__What you need to do__
When a line in the listing contains the string "managers", pick it out and copy it.

__Study material__

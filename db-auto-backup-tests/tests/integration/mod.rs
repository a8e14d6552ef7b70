//! Integration tests against a real Docker daemon
//!
//! Each test starts its own database container and runs a full backup.
//! Other database containers on the host are backed up too; assertions only
//! look at the test's own container.
//! Run with: `cargo test -p db-auto-backup-tests --test integration -- --ignored`

mod common;
//! Scheduler driving real backup runs

use std::sync::atomic::{AtomicUsize, Ordering};
use std::sync::Arc;
use test_utils::fixtures;
use test_utils::{ConfigBuilder, MockExec, TestContext};
use db_auto_backup::{Scheduler, SchedulerState};
use tokio::sync::watch;

#[tokio::test]
async fn test_unscheduled_config_runs_once() {
    let ctx = TestContext::new();
    let runtime = ctx
        .runtime()
        .with_container(fixtures::postgres_container("p1", "app-db"))
        .with_exec("p1", "pg_dumpall", MockExec::stdout("dump"));
    let manager = ctx.manager(runtime.clone());

    let scheduler = Scheduler::from_config(ctx.config()).unwrap();
    let (_tx, shutdown) = watch::channel(false);
    let runs = scheduler
        .run(
            || async {
                manager.run_once().await;
            },
            shutdown,
        )
        .await;

    assert_eq!(runs, 1);
    assert_eq!(scheduler.state(), SchedulerState::Stopped);
    assert_eq!(runtime.get_calls().len(), 1);
}

#[tokio::test]
async fn test_shutdown_before_first_trigger() {
    let ctx = TestContext::from_builder(ConfigBuilder::new().with_schedule("0 3 * * *"));
    let manager = ctx.manager(ctx.runtime());
    let scheduler = Scheduler::from_config(ctx.config()).unwrap();

    let counter = Arc::new(AtomicUsize::new(0));
    let (tx, shutdown) = watch::channel(false);

    let job_counter = Arc::clone(&counter);
    let run = scheduler.run(
        || {
            let counter = Arc::clone(&job_counter);
            let manager = &manager;
            async move {
                manager.run_once().await;
                counter.fetch_add(1, Ordering::SeqCst);
            }
        },
        shutdown,
    );

    let stop = async {
        tokio::time::sleep(std::time::Duration::from_millis(100)).await;
        let _ = tx.send(true);
    };

    let (runs, _) = tokio::time::timeout(std::time::Duration::from_secs(5), async {
        tokio::join!(run, stop)
    })
    .await
    .expect("scheduler should stop promptly");

    assert_eq!(runs, 0);
    assert_eq!(counter.load(Ordering::SeqCst), 0);
    assert_eq!(scheduler.state(), SchedulerState::Stopped);
}
//! Test utilities for db-auto-backup
//!
//! Shared builders, container fixtures and a harness that wires a
//! `BackupManager` to the mock runtime, object store and hook transport.
//!
//! # Quick Start
//!
//! ```rust,ignore
//! use test_utils::{fixtures, ConfigBuilder, TestContext};
//!
//! #[tokio::test]
//! async fn my_test() {
//!     let ctx = TestContext::from_builder(ConfigBuilder::new().with_success_url("http://hook/ok"));
//!     let runtime = ctx.runtime().with_container(fixtures::postgres_container("pg1", "app-db"));
//!     let report = ctx.manager(runtime).run_once().await;
//!     assert!(report.success());
//! }
//! ```

pub mod config_builder;
pub mod fixtures;
pub mod test_context;

// Re-export commonly used items
pub use config_builder::ConfigBuilder;
pub use test_context::{OptionAssertions, ResultAssertions, TestContext};

// Re-export types from the main crate for convenience
pub use db_auto_backup::config::{
    Config, HookConfig, LogSettings, S3Config, TimestampConfig, TimestampOrder,
};
pub use db_auto_backup::utils::{Compression, ContainerInfo, ContainerRuntime, ObjectStore};
pub use db_auto_backup::{BackupManager, EngineKind, RunReport, TargetError};

// Re-export mock implementations from the main crate
pub use db_auto_backup::managers::notification::mock::MockTransport;
pub use db_auto_backup::managers::notification::{HookMethod, HookRequest};
pub use db_auto_backup::utils::docker_ops::mock::{ExecCall, MockExec, MockRuntime};
pub use db_auto_backup::utils::s3::mock::{MockObjectStore, Upload};

/// Common test result type
pub type TestResult<T = ()> = anyhow::Result<T>;
//! Configuration from the environment and from TOML files

use db_auto_backup::config::{load_config, Config, ConfigError, TimestampOrder};
use db_auto_backup::utils::Compression;
use rstest::rstest;
use std::path::PathBuf;
use test_utils::{OptionAssertions, ResultAssertions};

fn from_vars(vars: &[(&str, &str)]) -> Result<Config, ConfigError> {
    Config::from_vars(vars.iter().map(|(k, v)| (k.to_string(), v.to_string())))
}

#[test]
fn test_empty_environment_gives_defaults() {
    let config = from_vars(&[]).assert_ok();

    assert_eq!(config.backup_dir, PathBuf::from("/var/backups"));
    assert!(config.schedule().is_none());
    assert_eq!(config.compression, Compression::Plain);
    assert_eq!(config.max_parallel, 1);
    assert!(!config.timestamp.enabled);
    assert!(!config.hooks.is_configured());
    assert!(!config.s3.enabled);
}

#[test]
fn test_full_environment() {
    let config = from_vars(&[
        ("BACKUP_DIR", "/srv/dumps"),
        ("SCHEDULE", "0 4 * * *"),
        ("COMPRESSION", "gzip"),
        ("MAX_PARALLEL", "3"),
        ("TIMESTAMP", "true"),
        ("TIMESTAMP_FORMAT", "%Y%m%d"),
        ("TIMESTAMP_ORDER", "before"),
        ("SUCCESS_HOOK_URL", "https://hooks.test/ok"),
        ("INCLUDE_LOGS", "yes"),
    ])
    .assert_ok();

    assert_eq!(config.backup_dir, PathBuf::from("/srv/dumps"));
    assert_eq!(config.schedule(), Some("0 4 * * *"));
    assert_eq!(config.compression, Compression::Gzip);
    assert_eq!(config.max_parallel, 3);
    assert!(config.timestamp.enabled);
    assert_eq!(config.timestamp.order, TimestampOrder::Before);
    assert_eq!(config.hooks.success_url().as_deref(), Some("https://hooks.test/ok"));
    // Without an explicit failure URL failures go to the success URL
    assert_eq!(config.hooks.failure_url().as_deref(), Some("https://hooks.test/ok"));
    assert!(config.hooks.include_logs);
}

#[rstest]
#[case("gzip", Compression::Gzip)]
#[case("lzma", Compression::Lzma)]
#[case("xz", Compression::Lzma)]
#[case("bz2", Compression::Bz2)]
#[case("plain", Compression::Plain)]
fn test_compression_names(#[case] name: &str, #[case] expected: Compression) {
    let config = from_vars(&[("COMPRESSION", name)]).assert_ok();
    assert_eq!(config.compression, expected);
}

#[rstest]
#[case(&[("COMPRESSION", "zstd")], "COMPRESSION")]
#[case(&[("MAX_PARALLEL", "many")], "MAX_PARALLEL")]
#[case(&[("MAX_PARALLEL", "0")], "max_parallel")]
#[case(&[("SCHEDULE", "every day")], "every day")]
#[case(&[("TIMESTAMP_ORDER", "sideways")], "TIMESTAMP_ORDER")]
#[case(&[("TIMESTAMP", "1"), ("TIMESTAMP_FORMAT", "%Y/%m/%d")], "'/'")]
fn test_invalid_environment(#[case] vars: &[(&str, &str)], #[case] needle: &str) {
    from_vars(vars).assert_err_contains(needle);
}

#[test]
fn test_s3_enabled_requires_every_field() {
    let err = from_vars(&[("S3_ENABLED", "true"), ("S3_ENDPOINT", "http://minio:9000")])
        .err()
        .assert_some()
        .to_string();

    assert!(err.contains("bucket"));
    assert!(err.contains("access_key"));
    assert!(err.contains("secret_key"));
    assert!(!err.contains("endpoint"));
}

#[test]
fn test_healthchecks_id_resolves_both_urls() {
    let config = from_vars(&[("HEALTHCHECKS_ID", "abc-123")]).assert_ok();

    assert_eq!(
        config.hooks.success_url().as_deref(),
        Some("https://hc-ping.com/abc-123")
    );
    assert_eq!(
        config.hooks.failure_url().as_deref(),
        Some("https://hc-ping.com/abc-123/fail")
    );
}

#[test]
fn test_load_config_from_toml() {
    let dir = tempfile::TempDir::new().unwrap();
    let path = dir.path().join("config.toml");
    std::fs::write(
        &path,
        r#"
backup_dir = "/data/backups"
schedule = "30 2 * * *"
compression = "bz2"
max_parallel = 2

[timestamp]
enabled = true
order = "after"

[hooks]
uptime_kuma_url = "https://kuma.test/api/push/xyz"

[s3]
enabled = true
endpoint = "http://minio:9000"
bucket = "dbs"
access_key = "key"
secret_key = "secret"
prefix = ""
keep_local = false
"#,
    )
    .unwrap();

    let config = load_config(&path).assert_ok();
    assert_eq!(config.compression, Compression::Bz2);
    assert_eq!(config.max_parallel, 2);
    assert_eq!(config.timestamp.format, "%Y-%m-%d_%H-%M");
    assert_eq!(
        config.hooks.success_url().as_deref(),
        Some("https://kuma.test/api/push/xyz")
    );
    assert_eq!(config.s3.prefix, "");
    assert!(!config.s3.keep_local);
}

#[test]
fn test_load_config_rejects_unknown_compression() {
    let dir = tempfile::TempDir::new().unwrap();
    let path = dir.path().join("config.toml");
    std::fs::write(&path, "compression = \"zip\"\n").unwrap();

    assert!(matches!(load_config(&path), Err(ConfigError::ParseError(_))));
}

__Output for this task__
pub use db_auto_backup::managers::notification::mock::MockTransport;
pub use db_auto_backup::managers::notification::{HookMethod, HookRequest};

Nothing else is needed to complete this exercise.